Verletzungen gehören zum Surfen in Irland dazu

Im Glór Theatre in Ennis trifft sich an einem Donnerstag im Juni das Surfvolk von County Clare. Es werden Fotos von einem lokalen Künstler gezeigt und Kurzfilme von Wellenreitern und Filmemachern aus der Region. Peter kennt jeden mit Namen. In der Lobby stehen Männer auf Krücken, Männer mit bandagierten Armen, Männer mit Narben. Angeben tut keiner. Jammern auch nicht. Verletzungen gehören zum Surfen dazu. Nicht der Rede wert.

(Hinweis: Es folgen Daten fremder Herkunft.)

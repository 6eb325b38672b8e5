//! Add endpoint operations

use crate::error::{Result, StorageError};
use crate::multipart::{BoundarySource, MultipartEncoder, PartOptions, RandomBoundary};
use crate::staging::{EntryId, FileId, StagingTree};
use crate::transport::{Method, RequestOptions, Transport};
use crate::types::{split_mtime, File};
use crate::upload::types::{AddEntry, PutOptions, UploadResult};
use bytesize::ByteSize;
use log::{debug, trace, warn};
use std::sync::Arc;

/// Resource of the add endpoint, relative to the base URL
pub const ADD_RESOURCE: &str = "add";

/// Decode the newline-delimited JSON body of the add endpoint
///
/// Blank lines and progress lines (no `Hash`) are skipped; every other line
/// must decode into an added entry or the whole response is rejected.
pub fn parse_add_response(text: &str) -> Result<Vec<UploadResult>> {
    let mut results = Vec::new();
    for line in text.lines().map(str::trim).filter(|line| !line.is_empty()) {
        let entry: AddEntry = serde_json::from_str(line)?;
        if entry.is_progress() {
            trace!(
                "skipping progress line for {:?} ({:?} bytes)",
                entry.name,
                entry.bytes
            );
            continue;
        }
        results.push(entry.into_result()?);
    }
    Ok(results)
}

/// Client of the daemon's add endpoint
#[derive(Clone)]
pub struct UploadService {
    transport: Transport,
    boundary: Arc<dyn BoundarySource>,
}

impl std::fmt::Debug for UploadService {
    fn fmt(&self, f: &mut std::fmt::Formatter<'_>) -> std::fmt::Result {
        f.debug_struct("UploadService")
            .field("transport", &self.transport)
            .finish()
    }
}

impl UploadService {
    pub fn new(transport: Transport) -> Self {
        Self {
            transport,
            boundary: Arc::new(RandomBoundary::default()),
        }
    }

    /// Replace the source of multipart boundaries
    pub fn with_boundary_source(mut self, boundary: Arc<dyn BoundarySource>) -> Self {
        self.boundary = boundary;
        self
    }

    pub fn transport(&self) -> &Transport {
        &self.transport
    }

    /// Upload several files in one request
    ///
    /// # Arguments
    ///
    /// * `files` - The files to add, one `file` part each
    /// * `options` - Add options
    ///
    /// # Returns
    ///
    /// One result per line reported by the daemon, in reporting order
    pub async fn put_all(&self, files: &[File], options: &PutOptions) -> Result<Vec<UploadResult>> {
        options.validate()?;
        if files.is_empty() {
            return Err(StorageError::invalid_parameter(
                "files",
                "At least one file is required",
            ));
        }

        let mut encoder = MultipartEncoder::with_boundary_source(self.boundary.as_ref());
        for file in files {
            let (secs, nsecs) = split_mtime(&file.last_modified);
            encoder.append(
                "file",
                file.clone(),
                PartOptions::new()
                    .header("mtime", secs.to_string())
                    .header("mtime-nsecs", nsecs.to_string()),
            )?;
        }

        self.add(encoder, options).await
    }

    /// Upload one file
    ///
    /// # Returns
    ///
    /// The first result reported by the daemon; an empty report is an error
    pub async fn put(&self, file: &File, options: &PutOptions) -> Result<UploadResult> {
        let results = self.put_all(std::slice::from_ref(file), options).await?;
        results
            .into_iter()
            .next()
            .ok_or_else(|| StorageError::upload_error("Daemon reported no added entries"))
    }

    /// Upload a whole staging tree in one request
    ///
    /// Each staged file's pending [`crate::staging::StatFuture`] resolves
    /// with the result whose path matches the file's full path. When the
    /// tree cannot be encoded or the request fails, every pending handle
    /// fails with the same error.
    pub async fn put_tree(
        &self,
        tree: &StagingTree,
        options: &PutOptions,
    ) -> Result<Vec<UploadResult>> {
        options.validate()?;
        if tree.is_empty() {
            return Err(StorageError::invalid_parameter(
                "tree",
                "The staging tree is empty",
            ));
        }

        let files: Vec<(String, FileId)> = tree
            .iter()
            .filter_map(|entry| match entry.id() {
                EntryId::File(id) => Some((entry.path(), id)),
                EntryId::Directory(_) => None,
            })
            .collect();

        let mut encoder = MultipartEncoder::with_boundary_source(self.boundary.as_ref());
        let sent = match encoder.append_tree(tree) {
            Ok(()) => self.add(encoder, options).await,
            Err(e) => Err(e),
        };

        let results = match sent {
            Ok(results) => results,
            Err(e) => {
                for (_, id) in &files {
                    tree.file(*id).complete_stat(Err(e.clone()));
                }
                return Err(e);
            }
        };

        for (path, id) in &files {
            let outcome = results
                .iter()
                .find(|result| &result.path == path)
                .cloned()
                .ok_or_else(|| {
                    StorageError::upload_error(format!("Daemon reported no entry for {}", path))
                });
            if let Err(e) = &outcome {
                warn!("{}", e);
            }
            tree.file(*id).complete_stat(outcome);
        }

        Ok(results)
    }

    async fn add(&self, encoder: MultipartEncoder, options: &PutOptions) -> Result<Vec<UploadResult>> {
        let parts = encoder.len();
        let body = encoder.to_blob();
        debug!("adding {} parts ({})", parts, ByteSize(body.size()));

        let mut request = RequestOptions::new()
            .method(Method::Post)
            .header("Content-Type", body.content_type())
            .body(body.into_bytes())
            .progress_callback(options.progress.clone());
        for (name, value) in options.search_params() {
            request = request.search_param(name, value);
        }
        if let Some(timeout) = options.timeout {
            request = request.timeout(timeout);
        }
        if let Some(signal) = &options.signal {
            request = request.signal(signal.clone());
        }

        let response = self.transport.send(ADD_RESOURCE, request).await?;
        if !response.ok() {
            let message = if response.status_text.is_empty() {
                format!("Request failed with status {}", response.status)
            } else {
                response.status_text.clone()
            };
            warn!("add failed: {}", message);
            return Err(StorageError::upload_error(message));
        }

        let results = parse_add_response(&response.text())?;
        debug!("daemon added {} entries", results.len());
        Ok(results)
    }
}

Viele gefährliche Wellen werden in Irland erst seit wenigen Jahren gesurft. Vorher galt das als unmöglich. Heute definiert eine kleine Gruppe von waghalsigen Iren, was im Surfen alles möglich ist. Manchmal hat das seinen Preis. Aber: "It could be worse. It could be raining."
Surfen in Irland

Anfahrt: Mit dem Auto von Freiburg zu den französischen Häfen Cherbourg (900 Kilometer) oder Rosscoff (1100 Kilometer). Von dort gibt es direkte Fährverbindungen, meist über Nacht, nach Dublin, Cork oder Rosslare mit Irish Ferries, Brittany Ferries oder Stena Line.
Mit dem Flugzeug: Von Basel nach Dublin (Ryanair), von Frankfurt-Hahn nach Kerry und Dublin (Ryanair), von Stuttgart nach Dublin (Aer Lingus), von Zürich nach Dublin (Swiss Air), von Karlsruhe-Baden via London nach Cork, Shannon, Derry (Ryanair).
Auskunft: wichtige Infos von Tourism Ireland gibt es auf http://www.ireland.com

Die Reise wurde unterstützt von Tourism Ireland. .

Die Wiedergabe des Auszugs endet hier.